ストはPACの遅延ばかりでなく、森林の違法伐採や山焼き、産卵期にある動物や交配期植物の管理が放置されるため、生態系は甚大な被害を受ける。環境院の正門入り口を閉鎖しているスト職員は直ちに入り口から退去するよう命じた。
IBAMA職員らは、同院を二分し、電源開発などの許可を審査するシッコ・メンデス開発院を設立することを制定した暫定令三六六号が、環境保護の観点からは環境院職員の屈服になるとみている。同暫定令を廃棄とするまで執拗に食い下がる意気込みだ。
政府は連邦裁の仮判決を、国家公務員スト法の土台になるとみている。これまで国策が国家公務員によって阻止されるのは不可解であった。仮判決で環境院は、暫定令をめぐり連邦裁判所と環境省の板ばさみになる。
環境院職員の中には、労働者党(PT)党員も多数おり、PT州支部へ掛け合う者もいる。しかし、PACは党問題ではなく国家問題であり、政府の命運を賭けた問題である。

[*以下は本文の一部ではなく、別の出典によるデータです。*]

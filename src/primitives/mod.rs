//! Floating-point geometric primitives shared by every algorithm.

mod point2;
mod rect;

pub use point2::Point2;
pub use rect::Rect;
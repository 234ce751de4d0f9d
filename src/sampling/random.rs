//! Random number source consumed by the samplers.

/// A sequential source of uniform values in `[0, 1)`.
///
/// Every [`rand::Rng`] implements this, so seeded generators such as
/// `rand_pcg::Pcg64` can be passed straight to
/// [`DiscSampler::generate`](super::DiscSampler::generate).
pub trait RandomSource {
    /// Returns the next uniform value in `[0, 1)`.
    fn next_unit(&mut self) -> f64;
}

impl<R: rand::Rng + ?Sized> RandomSource for R {
    #[inline]
    fn next_unit(&mut self) -> f64 {
        self.gen::<f64>()
    }
}
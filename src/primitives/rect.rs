//! Axis-aligned sampling rectangle.

use super::Point2;
use num_traits::Float;

/// A half-open rectangle `[left, right) × [top, bottom)`.
///
/// The y axis grows downwards, as in image space: `top < bottom`.
#[derive(Debug, Clone, Copy, PartialEq)]
pub struct Rect<F> {
    pub left: F,
    pub right: F,
    pub top: F,
    pub bottom: F,
}

impl<F: Float> Rect<F> {
    /// Creates a rectangle from its four bounds.
    #[inline]
    pub fn new(left: F, right: F, top: F, bottom: F) -> Self {
        Self {
            left,
            right,
            top,
            bottom,
        }
    }

    /// Creates the rectangle `[0, width) × [0, height)`.
    #[inline]
    pub fn from_size(width: F, height: F) -> Self {
        Self::new(F::zero(), width, F::zero(), height)
    }

    #[inline]
    pub fn width(&self) -> F {
        self.right - self.left
    }

    #[inline]
    pub fn height(&self) -> F {
        self.bottom - self.top
    }

    /// Returns `true` if every bound is finite and both extents are positive.
    pub fn is_valid(&self) -> bool {
        let finite = self.left.is_finite()
            && self.right.is_finite()
            && self.top.is_finite()
            && self.bottom.is_finite();
        finite && self.right > self.left && self.bottom > self.top
    }

    /// Tests containment: inclusive on left/top, exclusive on right/bottom.
    #[inline]
    pub fn contains(&self, p: Point2<F>) -> bool {
        p.x >= self.left && p.x < self.right && p.y >= self.top && p.y < self.bottom
    }

    /// Pulls a point that rounded onto or past the right/bottom edge back
    /// inside the half-open rectangle. Points already inside are unchanged.
    pub fn clamp_inside(&self, p: Point2<F>) -> Point2<F> {
        Point2::new(
            below_bound(p.x, self.left, self.right),
            below_bound(p.y, self.top, self.bottom),
        )
    }
}

/// Steps `v` strictly below the exclusive `hi`, never below `lo`.
fn below_bound<F: Float>(v: F, lo: F, hi: F) -> F {
    if v < hi {
        return v.max(lo);
    }
    let stepped = hi - hi.abs().max(F::one()) * F::epsilon();
    if stepped >= lo {
        stepped
    } else {
        lo
    }
}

PAC総司令官になったロウセフ官房長官は、電源開発を国家戦略だとした。ブラジルの国家戦略は過去二十年間、第一次ルーラ政権も含めて、何の手も打たれず放置され、経済発展は停滞していたと述べた。PACは一政策ではなく政権が賭ける政策であり、政府と州、市などの国家レベルで取り組む課題だという。
近未来に予想されるエネルギー危機に備え、電力不足の責任者にシウヴァ環境相を仕立てる画策だという見方もある。政府のエネルギー政策は所詮泥縄式だという批判だ。

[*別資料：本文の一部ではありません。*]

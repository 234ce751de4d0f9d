//! Background acceleration grid for Poisson disc sampling.
//!
//! The grid covers the sampling rectangle with square cells of width
//! `margin / sqrt(2)`. A cell's diagonal is then exactly `margin`, so two
//! accepted points can never share a cell and each slot holds at most one
//! point index.

use crate::primitives::{Point2, Rect};
use num_traits::Float;

/// Inclusive range of rows and columns touched by a neighbourhood query.
#[derive(Debug, Clone, Copy, PartialEq, Eq)]
pub(crate) struct CellSpan {
    pub min_row: usize,
    pub max_row: usize,
    pub min_col: usize,
    pub max_col: usize,
}

/// A fixed-size row-major grid of optional point indices.
#[derive(Debug, Clone)]
pub(crate) struct CellGrid<F> {
    origin: Point2<F>,
    cell_width: F,
    rows: usize,
    cols: usize,
    cells: Vec<Option<usize>>,
}

impl<F: Float> CellGrid<F> {
    /// Creates an empty grid covering `bounds`.
    pub fn new(bounds: Rect<F>, cell_width: F, rows: usize, cols: usize) -> Self {
        Self {
            origin: Point2::new(bounds.left, bounds.top),
            cell_width,
            rows,
            cols,
            cells: vec![None; rows * cols],
        }
    }

    /// Number of cells needed to cover `extent`, never less than one.
    pub fn cells_along(extent: F, cell_width: F) -> usize {
        (extent / cell_width).ceil().to_usize().unwrap_or(1).max(1)
    }

    /// Returns the `(row, col)` of the cell containing `p`.
    ///
    /// Coordinates are truncated toward zero and clamped to the grid, so a
    /// point rounding onto the far edge still lands in the last cell.
    pub fn cell_of(&self, p: Point2<F>) -> (usize, usize) {
        let row = self.axis_index(p.y - self.origin.y, self.rows);
        let col = self.axis_index(p.x - self.origin.x, self.cols);
        (row, col)
    }

    /// Cells overlapping the square of half-width `radius` centred on `p`.
    pub fn span_around(&self, p: Point2<F>, radius: F) -> CellSpan {
        CellSpan {
            min_row: self.axis_index(p.y - radius - self.origin.y, self.rows),
            max_row: self.axis_index(p.y + radius - self.origin.y, self.rows),
            min_col: self.axis_index(p.x - radius - self.origin.x, self.cols),
            max_col: self.axis_index(p.x + radius - self.origin.x, self.cols),
        }
    }

    #[inline]
    pub fn get(&self, row: usize, col: usize) -> Option<usize> {
        if row >= self.rows || col >= self.cols {
            return None;
        }
        self.cells.get(row * self.cols + col).copied().flatten()
    }

    /// Stores point index `idx` in the cell containing `p`.
    pub fn insert(&mut self, p: Point2<F>, idx: usize) {
        let (row, col) = self.cell_of(p);
        if let Some(slot) = self.cells.get_mut(row * self.cols + col) {
            *slot = Some(idx);
        }
    }

    /// Iterates over the point indices stored in `span`, row by row.
    pub fn occupants(&self, span: CellSpan) -> impl Iterator<Item = usize> + '_ {
        (span.min_row..=span.max_row).flat_map(move |row| {
            (span.min_col..=span.max_col).filter_map(move |col| self.get(row, col))
        })
    }

    fn axis_index(&self, offset: F, len: usize) -> usize {
        let cell = (offset / self.cell_width).trunc();
        if cell <= F::zero() {
            return 0;
        }
        cell.to_usize()
            .unwrap_or(usize::MAX)
            .min(len.saturating_sub(1))
    }
}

ルーラ大統領は環境院ストの報告を聞いて、環境院の近代化とはストかと怒った。大統領にとってストは、環境相に対するIBAMAの反乱だという。子孫のために社会保障制度の改革を思案すると、現在年金を受給する者は何を取り上げられるかを心配する。IBAMAを改革すると、職員はストに入る。
ブラジル人は余ほど近代化が嫌いらしい。近代化というと、裸にされると思うようだ。全ての改革は多少の犠牲がある。新しい服を着るためには、古い服を脱ぎ捨てる必要がある。政府の構造改革とは、給料半減とか路頭に放り出すことではないと大統領がいう。